■ **Recorded data**
===

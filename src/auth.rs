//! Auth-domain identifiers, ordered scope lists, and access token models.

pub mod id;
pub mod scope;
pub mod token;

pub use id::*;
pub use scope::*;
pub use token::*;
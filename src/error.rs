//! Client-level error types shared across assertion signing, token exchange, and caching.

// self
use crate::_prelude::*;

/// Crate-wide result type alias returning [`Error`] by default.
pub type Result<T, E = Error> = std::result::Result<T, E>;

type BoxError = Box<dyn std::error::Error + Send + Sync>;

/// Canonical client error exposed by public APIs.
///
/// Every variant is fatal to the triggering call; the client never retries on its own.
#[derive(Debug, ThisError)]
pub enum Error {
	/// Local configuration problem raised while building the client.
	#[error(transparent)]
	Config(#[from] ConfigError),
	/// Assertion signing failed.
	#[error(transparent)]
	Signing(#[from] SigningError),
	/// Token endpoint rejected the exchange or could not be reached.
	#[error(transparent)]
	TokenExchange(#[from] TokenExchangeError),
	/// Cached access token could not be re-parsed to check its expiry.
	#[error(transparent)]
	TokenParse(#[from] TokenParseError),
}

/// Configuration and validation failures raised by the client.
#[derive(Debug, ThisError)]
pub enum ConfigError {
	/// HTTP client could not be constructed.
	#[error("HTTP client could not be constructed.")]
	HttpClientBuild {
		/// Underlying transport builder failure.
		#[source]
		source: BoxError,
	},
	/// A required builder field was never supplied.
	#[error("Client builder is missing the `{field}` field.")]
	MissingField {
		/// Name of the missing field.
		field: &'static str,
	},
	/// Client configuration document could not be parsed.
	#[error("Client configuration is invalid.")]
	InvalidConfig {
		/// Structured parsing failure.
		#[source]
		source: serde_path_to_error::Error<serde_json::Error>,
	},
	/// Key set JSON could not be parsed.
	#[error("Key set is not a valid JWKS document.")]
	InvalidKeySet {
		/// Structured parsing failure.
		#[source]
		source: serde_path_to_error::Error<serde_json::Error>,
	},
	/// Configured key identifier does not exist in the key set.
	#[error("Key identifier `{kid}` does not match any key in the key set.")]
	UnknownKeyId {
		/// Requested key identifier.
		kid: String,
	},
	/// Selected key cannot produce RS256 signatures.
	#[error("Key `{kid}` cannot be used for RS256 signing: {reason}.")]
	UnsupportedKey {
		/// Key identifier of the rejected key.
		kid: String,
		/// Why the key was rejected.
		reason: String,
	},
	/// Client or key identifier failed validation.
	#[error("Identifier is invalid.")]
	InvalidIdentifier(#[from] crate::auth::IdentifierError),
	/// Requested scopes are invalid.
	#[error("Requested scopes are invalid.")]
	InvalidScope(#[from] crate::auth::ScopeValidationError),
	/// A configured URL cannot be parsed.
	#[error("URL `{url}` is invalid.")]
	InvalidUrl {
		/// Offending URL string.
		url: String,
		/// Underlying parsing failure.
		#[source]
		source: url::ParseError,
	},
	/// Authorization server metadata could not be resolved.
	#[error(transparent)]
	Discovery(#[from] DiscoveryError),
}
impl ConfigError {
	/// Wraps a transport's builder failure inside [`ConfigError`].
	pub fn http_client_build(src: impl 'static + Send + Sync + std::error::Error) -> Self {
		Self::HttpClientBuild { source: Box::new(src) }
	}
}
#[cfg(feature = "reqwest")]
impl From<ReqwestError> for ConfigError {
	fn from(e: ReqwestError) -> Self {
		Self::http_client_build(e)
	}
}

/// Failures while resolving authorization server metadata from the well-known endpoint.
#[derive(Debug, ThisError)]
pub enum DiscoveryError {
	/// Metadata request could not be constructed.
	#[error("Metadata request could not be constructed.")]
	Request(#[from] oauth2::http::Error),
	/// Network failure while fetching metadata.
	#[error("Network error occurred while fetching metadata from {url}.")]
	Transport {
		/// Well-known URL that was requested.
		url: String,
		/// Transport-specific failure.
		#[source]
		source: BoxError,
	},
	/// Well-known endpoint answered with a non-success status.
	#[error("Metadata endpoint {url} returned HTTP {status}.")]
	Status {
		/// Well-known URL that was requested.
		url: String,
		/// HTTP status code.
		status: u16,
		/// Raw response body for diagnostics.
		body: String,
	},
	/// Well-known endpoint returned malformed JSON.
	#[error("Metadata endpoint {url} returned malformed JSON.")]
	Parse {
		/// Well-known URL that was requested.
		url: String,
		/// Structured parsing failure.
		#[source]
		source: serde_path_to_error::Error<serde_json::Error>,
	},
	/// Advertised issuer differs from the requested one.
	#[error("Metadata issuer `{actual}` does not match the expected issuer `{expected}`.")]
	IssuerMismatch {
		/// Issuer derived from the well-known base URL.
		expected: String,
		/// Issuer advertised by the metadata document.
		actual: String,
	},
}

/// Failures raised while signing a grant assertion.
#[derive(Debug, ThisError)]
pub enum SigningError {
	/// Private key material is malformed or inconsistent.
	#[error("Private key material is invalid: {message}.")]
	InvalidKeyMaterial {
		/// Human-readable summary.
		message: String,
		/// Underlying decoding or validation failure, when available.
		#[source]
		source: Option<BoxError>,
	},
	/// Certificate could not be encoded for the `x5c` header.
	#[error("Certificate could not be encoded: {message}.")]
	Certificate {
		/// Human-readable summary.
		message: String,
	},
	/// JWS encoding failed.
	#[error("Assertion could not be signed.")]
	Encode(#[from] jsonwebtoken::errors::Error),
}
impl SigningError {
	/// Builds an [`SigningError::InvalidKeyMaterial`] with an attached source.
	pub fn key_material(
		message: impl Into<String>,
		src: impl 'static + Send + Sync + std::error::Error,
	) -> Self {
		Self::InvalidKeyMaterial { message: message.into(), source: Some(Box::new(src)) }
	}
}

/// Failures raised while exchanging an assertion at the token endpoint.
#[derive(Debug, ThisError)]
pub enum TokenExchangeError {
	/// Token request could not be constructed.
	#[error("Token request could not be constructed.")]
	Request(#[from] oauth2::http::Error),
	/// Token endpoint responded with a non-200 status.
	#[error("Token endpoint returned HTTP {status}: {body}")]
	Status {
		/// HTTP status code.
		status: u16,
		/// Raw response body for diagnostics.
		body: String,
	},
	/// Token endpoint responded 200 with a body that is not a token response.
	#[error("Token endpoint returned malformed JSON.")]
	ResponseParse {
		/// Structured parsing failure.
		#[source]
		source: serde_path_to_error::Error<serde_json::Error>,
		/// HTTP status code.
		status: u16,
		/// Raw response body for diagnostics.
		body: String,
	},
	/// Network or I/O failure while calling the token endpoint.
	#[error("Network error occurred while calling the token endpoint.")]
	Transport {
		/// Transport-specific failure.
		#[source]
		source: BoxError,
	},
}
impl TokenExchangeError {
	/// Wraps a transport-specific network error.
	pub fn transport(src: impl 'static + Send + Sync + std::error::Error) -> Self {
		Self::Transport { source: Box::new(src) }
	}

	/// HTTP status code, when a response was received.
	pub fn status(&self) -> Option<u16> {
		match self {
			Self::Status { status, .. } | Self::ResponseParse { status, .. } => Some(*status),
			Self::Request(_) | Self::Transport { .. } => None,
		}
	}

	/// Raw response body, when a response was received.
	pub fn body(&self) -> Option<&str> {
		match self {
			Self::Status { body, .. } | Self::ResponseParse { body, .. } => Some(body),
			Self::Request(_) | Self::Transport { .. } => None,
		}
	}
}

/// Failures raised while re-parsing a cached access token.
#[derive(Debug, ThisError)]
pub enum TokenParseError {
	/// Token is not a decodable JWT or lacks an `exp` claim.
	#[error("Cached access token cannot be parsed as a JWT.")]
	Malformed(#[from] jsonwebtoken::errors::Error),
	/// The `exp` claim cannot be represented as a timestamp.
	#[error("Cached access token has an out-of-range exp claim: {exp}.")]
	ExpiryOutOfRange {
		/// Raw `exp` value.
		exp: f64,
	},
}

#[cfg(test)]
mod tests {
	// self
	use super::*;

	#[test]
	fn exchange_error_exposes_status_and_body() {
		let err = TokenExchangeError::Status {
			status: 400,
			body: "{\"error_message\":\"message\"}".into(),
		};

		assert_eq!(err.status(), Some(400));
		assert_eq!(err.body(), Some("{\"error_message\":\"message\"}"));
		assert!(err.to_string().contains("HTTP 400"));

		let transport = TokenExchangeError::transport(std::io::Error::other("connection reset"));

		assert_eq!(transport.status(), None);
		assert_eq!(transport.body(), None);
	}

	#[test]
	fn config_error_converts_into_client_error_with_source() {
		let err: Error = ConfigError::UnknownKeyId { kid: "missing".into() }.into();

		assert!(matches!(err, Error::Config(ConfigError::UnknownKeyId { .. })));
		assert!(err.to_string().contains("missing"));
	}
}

===

■ **Required action**
Please work out the number of lines in the listing that hold "while". Nothing besides the number is wanted.

■ **Output for this task**
9